### RECORDS PROVIDED ###
//! Connection Handler
//!
//! Handles individual client connections.

use std::io::{BufReader, BufWriter, Read, Write};
use std::net::TcpStream;
use std::sync::Arc;
use std::time::Duration;

use crate::dispatch::{Dispatcher, Response, Session};
use crate::engine::Engine;
use crate::error::{Result, TideError};
use crate::protocol::{Framer, ParsedCommand, Reply};

/// Bytes requested from the socket per read
const READ_CHUNK: usize = 4096;

/// Handles a single client connection
pub struct Connection {
    /// TCP stream reader (buffered for efficiency)
    reader: BufReader<TcpStream>,

    /// TCP stream writer (buffered for efficiency)
    writer: BufWriter<TcpStream>,

    dispatcher: Dispatcher,
    framer: Framer,
    session: Session,

    /// Peer address for logging
    peer_addr: String,
}

impl Connection {
    /// Create a new connection handler
    pub fn new(stream: TcpStream, engine: Arc<Engine>) -> Result<Self> {
        let peer_addr = stream
            .peer_addr()
            .map(|a| a.to_string())
            .unwrap_or_else(|_| "unknown".to_string());

        stream.set_nodelay(true)?;

        let read_stream = stream.try_clone()?;
        let write_stream = stream;

        Ok(Self {
            reader: BufReader::new(read_stream),
            writer: BufWriter::new(write_stream),
            dispatcher: Dispatcher::new(engine),
            framer: Framer::new(),
            session: Session::new(),
            peer_addr,
        })
    }

    /// Configure socket timeouts (0 disables a timeout)
    pub fn set_timeouts(&mut self, read_ms: u64, write_ms: u64) -> Result<()> {
        if read_ms > 0 {
            self.reader
                .get_ref()
                .set_read_timeout(Some(Duration::from_millis(read_ms)))?;
        }
        if write_ms > 0 {
            self.writer
                .get_ref()
                .set_write_timeout(Some(Duration::from_millis(write_ms)))?;
        }
        Ok(())
    }

    /// Handle the connection (blocking until closed)
    ///
    /// Feeds every chunk read into the framer and dispatches each complete
    /// command in arrival order. A framing error is answered with an error
    /// reply and the framer is reset.
    pub fn handle(&mut self) -> Result<()> {
        tracing::debug!("Connection established from {}", self.peer_addr);
        let result = self.serve();
        self.release_replica();
        result
    }

    fn serve(&mut self) -> Result<()> {
        let mut buf = [0u8; READ_CHUNK];

        loop {
            let n = match self.reader.read(&mut buf) {
                Ok(0) => {
                    tracing::debug!("Client {} disconnected", self.peer_addr);
                    return Ok(());
                }
                Ok(n) => n,
                Err(e) if e.kind() == std::io::ErrorKind::Interrupted => continue,
                Err(e) if is_disconnect(&e) => {
                    tracing::debug!("Connection from {} closed: {}", self.peer_addr, e);
                    return Ok(());
                }
                Err(e) => {
                    tracing::warn!("Error reading from {}: {}", self.peer_addr, e);
                    return Err(e.into());
                }
            };

            let mut ready = self.feed(&buf[..n])?;
            while ready {
                if let Some(command) = self.framer.take_command() {
                    if !self.process(command)? {
                        return Ok(());
                    }
                }
                ready = self.feed(&[])?;
            }
        }
    }

    /// Feed bytes to the framer, answering framing errors in place
    ///
    /// Each rejected command gets exactly one error reply. The framer is
    /// reset only when the stream itself is malformed.
    fn feed(&mut self, bytes: &[u8]) -> Result<bool> {
        let mut result = self.framer.feed(bytes);
        loop {
            match result {
                Ok(ready) => return Ok(ready),
                Err(e) => {
                    tracing::warn!("Protocol error from {}: {}", self.peer_addr, e);
                    if e.is_protocol() {
                        self.framer.reset();
                    }
                    self.send(&Reply::from_error(&e))?;
                    result = self.framer.feed(&[]);
                }
            }
        }
    }

    /// Dispatch one command; returns false once the peer is gone
    fn process(&mut self, command: ParsedCommand) -> Result<bool> {
        tracing::trace!("Received {} from {}: {:?}", command.name, self.peer_addr, command.args);

        let response = self.dispatcher.dispatch(&mut self.session, command);
        let sent = match response {
            Response::Reply(reply) => self.send(&reply),
            Response::Silent => Ok(()),
            Response::FullResync { header, snapshot } => self.start_replica(header, snapshot),
        };

        match sent {
            Ok(()) => Ok(true),
            Err(TideError::Io(ref e)) if is_disconnect(e) => {
                tracing::debug!("Client {} disconnected before the reply was sent", self.peer_addr);
                Ok(false)
            }
            Err(e) => {
                tracing::warn!("Error writing to {}: {}", self.peer_addr, e);
                Err(e)
            }
        }
    }

    /// Send the resync header and snapshot, then register as a replica
    fn start_replica(&mut self, header: Reply, snapshot: bytes::Bytes) -> Result<()> {
        let mut out = header.encode();
        Reply::Snapshot(snapshot).encode_into(&mut out);
        self.writer.write_all(&out)?;
        self.writer.flush()?;

        let Some(master) = self.dispatcher.engine().as_master() else {
            return Ok(());
        };
        let stream = self.writer.get_ref().try_clone()?;
        let id = master.register_replica(stream, self.peer_addr.clone());
        self.session.replica_id = Some(id);
        Ok(())
    }

    fn send(&mut self, reply: &Reply) -> Result<()> {
        self.writer.write_all(&reply.encode())?;
        self.writer.flush()?;
        Ok(())
    }

    fn release_replica(&mut self) {
        if let (Some(id), Some(master)) = (
            self.session.replica_id.take(),
            self.dispatcher.engine().as_master(),
        ) {
            master.remove_replica(id);
        }
    }

    /// Get the peer address string
    pub fn peer_addr(&self) -> &str {
        &self.peer_addr
    }
}

fn is_disconnect(e: &std::io::Error) -> bool {
    matches!(
        e.kind(),
        std::io::ErrorKind::UnexpectedEof
            | std::io::ErrorKind::ConnectionReset
            | std::io::ErrorKind::ConnectionAborted
            | std::io::ErrorKind::BrokenPipe
            | std::io::ErrorKind::WouldBlock
            | std::io::ErrorKind::TimedOut
    )
}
###
For this exercise, write all the records out again exactly.

RESPONSE TO THE EXERCISE:
//! Connection Handler
//!
//! Handles individual client connections.

use std::io::{BufReader, BufWriter, Read, Write};
use std::net::TcpStream;
use std::sync::Arc;
use std::time::Duration;

use crate::dispatch::{Dispatcher, Response, Session};
use crate::engine::Engine;
use crate::error::{Result, TideError};
use crate::protocol::{Framer, ParsedCommand, Reply};

/// Bytes requested from the socket per read
const READ_CHUNK: usize = 4096;

/// Handles a single client connection
pub struct Connection {
    /// TCP stream reader (buffered for efficiency)
    reader: BufReader<TcpStream>,

    /// TCP stream writer (buffered for efficiency)
    writer: BufWriter<TcpStream>,

    dispatcher: Dispatcher,
    framer: Framer,
    session: Session,

    /// Peer address for logging
    peer_addr: String,
}

impl Connection {
    /// Create a new connection handler
    pub fn new(stream: TcpStream, engine: Arc<Engine>) -> Result<Self> {
        let peer_addr = stream
            .peer_addr()
            .map(|a| a.to_string())
            .unwrap_or_else(|_| "unknown".to_string());

        stream.set_nodelay(true)?;

        let read_stream = stream.try_clone()?;
        let write_stream = stream;

        Ok(Self {
            reader: BufReader::new(read_stream),
            writer: BufWriter::new(write_stream),
            dispatcher: Dispatcher::new(engine),
            framer: Framer::new(),
            session: Session::new(),
            peer_addr,
        })
    }

    /// Configure socket timeouts (0 disables a timeout)
    pub fn set_timeouts(&mut self, read_ms: u64, write_ms: u64) -> Result<()> {
        if read_ms > 0 {
            self.reader
                .get_ref()
                .set_read_timeout(Some(Duration::from_millis(read_ms)))?;
        }
        if write_ms > 0 {
            self.writer
                .get_ref()
                .set_write_timeout(Some(Duration::from_millis(write_ms)))?;
        }
        Ok(())
    }

    /// Handle the connection (blocking until closed)
    ///
    /// Feeds every chunk read into the framer and dispatches each complete
    /// command in arrival order. A framing error is answered with an error
    /// reply and the framer is reset.
    pub fn handle(&mut self) -> Result<()> {
        tracing::debug!("Connection established from {}", self.peer_addr);
        let result = self.serve();
        self.release_replica();
        result
    }

    fn serve(&mut self) -> Result<()> {
        let mut buf = [0u8; READ_CHUNK];

        loop {
            let n = match self.reader.read(&mut buf) {
                Ok(0) => {
                    tracing::debug!("Client {} disconnected", self.peer_addr);
                    return Ok(());
                }
                Ok(n) => n,
                Err(e) if e.kind() == std::io::ErrorKind::Interrupted => continue,
                Err(e) if is_disconnect(&e) => {
                    tracing::debug!("Connection from {} closed: {}", self.peer_addr, e);
                    return Ok(());
                }
                Err(e) => {
                    tracing::warn!("Error reading from {}: {}", self.peer_addr, e);
                    return Err(e.into());
                }
            };

            let mut ready = self.feed(&buf[..n])?;
            while ready {
                if let Some(command) = self.framer.take_command() {
                    if !self.process(command)? {
                        return Ok(());
                    }
                }
                ready = self.feed(&[])?;
            }
        }
    }

    /// Feed bytes to the framer, answering framing errors in place
    ///
    /// Each rejected command gets exactly one error reply. The framer is
    /// reset only when the stream itself is malformed.
    fn feed(&mut self, bytes: &[u8]) -> Result<bool> {
        let mut result = self.framer.feed(bytes);
        loop {
            match result {
                Ok(ready) => return Ok(ready),
                Err(e) => {
                    tracing::warn!("Protocol error from {}: {}", self.peer_addr, e);
                    if e.is_protocol() {
                        self.framer.reset();
                    }
                    self.send(&Reply::from_error(&e))?;
                    result = self.framer.feed(&[]);
                }
            }
        }
    }

    /// Dispatch one command; returns false once the peer is gone
    fn process(&mut self, command: ParsedCommand) -> Result<bool> {
        tracing::trace!("Received {} from {}: {:?}", command.name, self.peer_addr, command.args);

        let response = self.dispatcher.dispatch(&mut self.session, command);
        let sent = match response {
            Response::Reply(reply) => self.send(&reply),
            Response::Silent => Ok(()),
            Response::FullResync { header, snapshot } => self.start_replica(header, snapshot),
        };

        match sent {
            Ok(()) => Ok(true),
            Err(TideError::Io(ref e)) if is_disconnect(e) => {
                tracing::debug!("Client {} disconnected before the reply was sent", self.peer_addr);
                Ok(false)
            }
            Err(e) => {
                tracing::warn!("Error writing to {}: {}", self.peer_addr, e);
                Err(e)
            }
        }
    }

    /// Send the resync header and snapshot, then register as a replica
    fn start_replica(&mut self, header: Reply, snapshot: bytes::Bytes) -> Result<()> {
        let mut out = header.encode();
        Reply::Snapshot(snapshot).encode_into(&mut out);
        self.writer.write_all(&out)?;
        self.writer.flush()?;

        let Some(master) = self.dispatcher.engine().as_master() else {
            return Ok(());
        };
        let stream = self.writer.get_ref().try_clone()?;
        let id = master.register_replica(stream, self.peer_addr.clone());
        self.session.replica_id = Some(id);
        Ok(())
    }

    fn send(&mut self, reply: &Reply) -> Result<()> {
        self.writer.write_all(&reply.encode())?;
        self.writer.flush()?;
        Ok(())
    }

    fn release_replica(&mut self) {
        if let (Some(id), Some(master)) = (
            self.session.replica_id.take(),
            self.dispatcher.engine().as_master(),
        ) {
            master.remove_replica(id);
        }
    }

    /// Get the peer address string
    pub fn peer_addr(&self) -> &str {
        &self.peer_addr
    }
}

fn is_disconnect(e: &std::io::Error) -> bool {
    matches!(
        e.kind(),
        std::io::ErrorKind::UnexpectedEof
            | std::io::ErrorKind::ConnectionReset
            | std::io::ErrorKind::ConnectionAborted
            | std::io::ErrorKind::BrokenPipe
            | std::io::ErrorKind::WouldBlock
            | std::io::ErrorKind::TimedOut
    )
}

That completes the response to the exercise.